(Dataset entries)
BEGIN
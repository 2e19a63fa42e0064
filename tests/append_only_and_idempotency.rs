//! Invariants that only a real Postgres enforces: the `reject_mutation`
//! triggers on the audit/ledger tables and the XP ledger's
//! idempotency-key uniqueness.

#[path = "support/mod.rs"]
mod support;

use shopfloor::repo::{Page, XpLedgerRepo};
use shopfloor::types::XpSource;
use uuid::Uuid;

#[tokio::test]
#[ignore = "requires TEST_DATABASE_URL"]
async fn xp_ledger_emit_is_idempotent_on_the_same_reference() {
    let pool = support::pool().await;
    let (_item_id, master_id, _part_id) = support::seed_item_master_and_part(&pool).await;
    let repo = XpLedgerRepo::new(pool.clone());
    let reference_id = Uuid::new_v4();

    let mut tx = pool.begin().await.expect("begin");
    let first = repo
        .emit(&mut tx, master_id, XpSource::ManualAdjustment, "ticket", reference_id, 5)
        .await
        .expect("first emit");
    tx.commit().await.expect("commit");

    let mut tx = pool.begin().await.expect("begin");
    let second = repo
        .emit(&mut tx, master_id, XpSource::ManualAdjustment, "ticket", reference_id, 5)
        .await
        .expect("second emit is idempotent, not an error");
    tx.commit().await.expect("commit");

    assert_eq!(first.id, second.id, "replaying the same idempotency key must return the original row");

    let (entries, total) = repo
        .for_user(master_id, Page::new(Some(1), Some(20)))
        .await
        .expect("list entries");
    assert_eq!(total, 1);
    assert_eq!(entries.len(), 1);
}

#[tokio::test]
#[ignore = "requires TEST_DATABASE_URL"]
async fn ticket_transitions_table_rejects_updates() {
    let pool = support::pool().await;
    let (item_id, master_id, part_id) = support::seed_item_master_and_part(&pool).await;

    let tickets = shopfloor::repo::TicketRepo::new(pool.clone());
    let mut tx = tickets.begin().await.expect("begin");
    let ticket = tickets
        .create(
            &mut tx,
            item_id,
            "Rattle in the headset",
            master_id,
            &[shopfloor::repo::tickets::NewTicketPart {
                part_id,
                color: shopfloor::types::FlagColor::Green,
                minutes: 5,
                comment: "headset".to_string(),
            }],
        )
        .await
        .expect("create ticket");
    let audit = shopfloor::repo::AuditRepo::new(pool.clone());
    audit
        .record_ticket_transition(
            &mut tx,
            ticket.id,
            Some(master_id),
            shopfloor::types::TicketAction::Create,
            None,
            shopfloor::types::TicketStatus::UnderReview,
            None,
            serde_json::json!({}),
        )
        .await
        .expect("record transition");
    tx.commit().await.expect("commit");

    let row_id: Uuid = sqlx::query_scalar("select id from ticket_transitions where ticket_id = $1 limit 1")
        .bind(ticket.id)
        .fetch_one(&pool)
        .await
        .expect("fetch transition id");

    let result = sqlx::query("update ticket_transitions set metadata = '{}' where id = $1")
        .bind(row_id)
        .execute(&pool)
        .await;
    assert!(result.is_err(), "append-only trigger must reject the UPDATE");
}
END
Exercise requirements:
Task for the records above: copy every line in which the word "headset" occurs.

Answer space:
            "Rattle in the headset",
                comment: "headset".to_string(),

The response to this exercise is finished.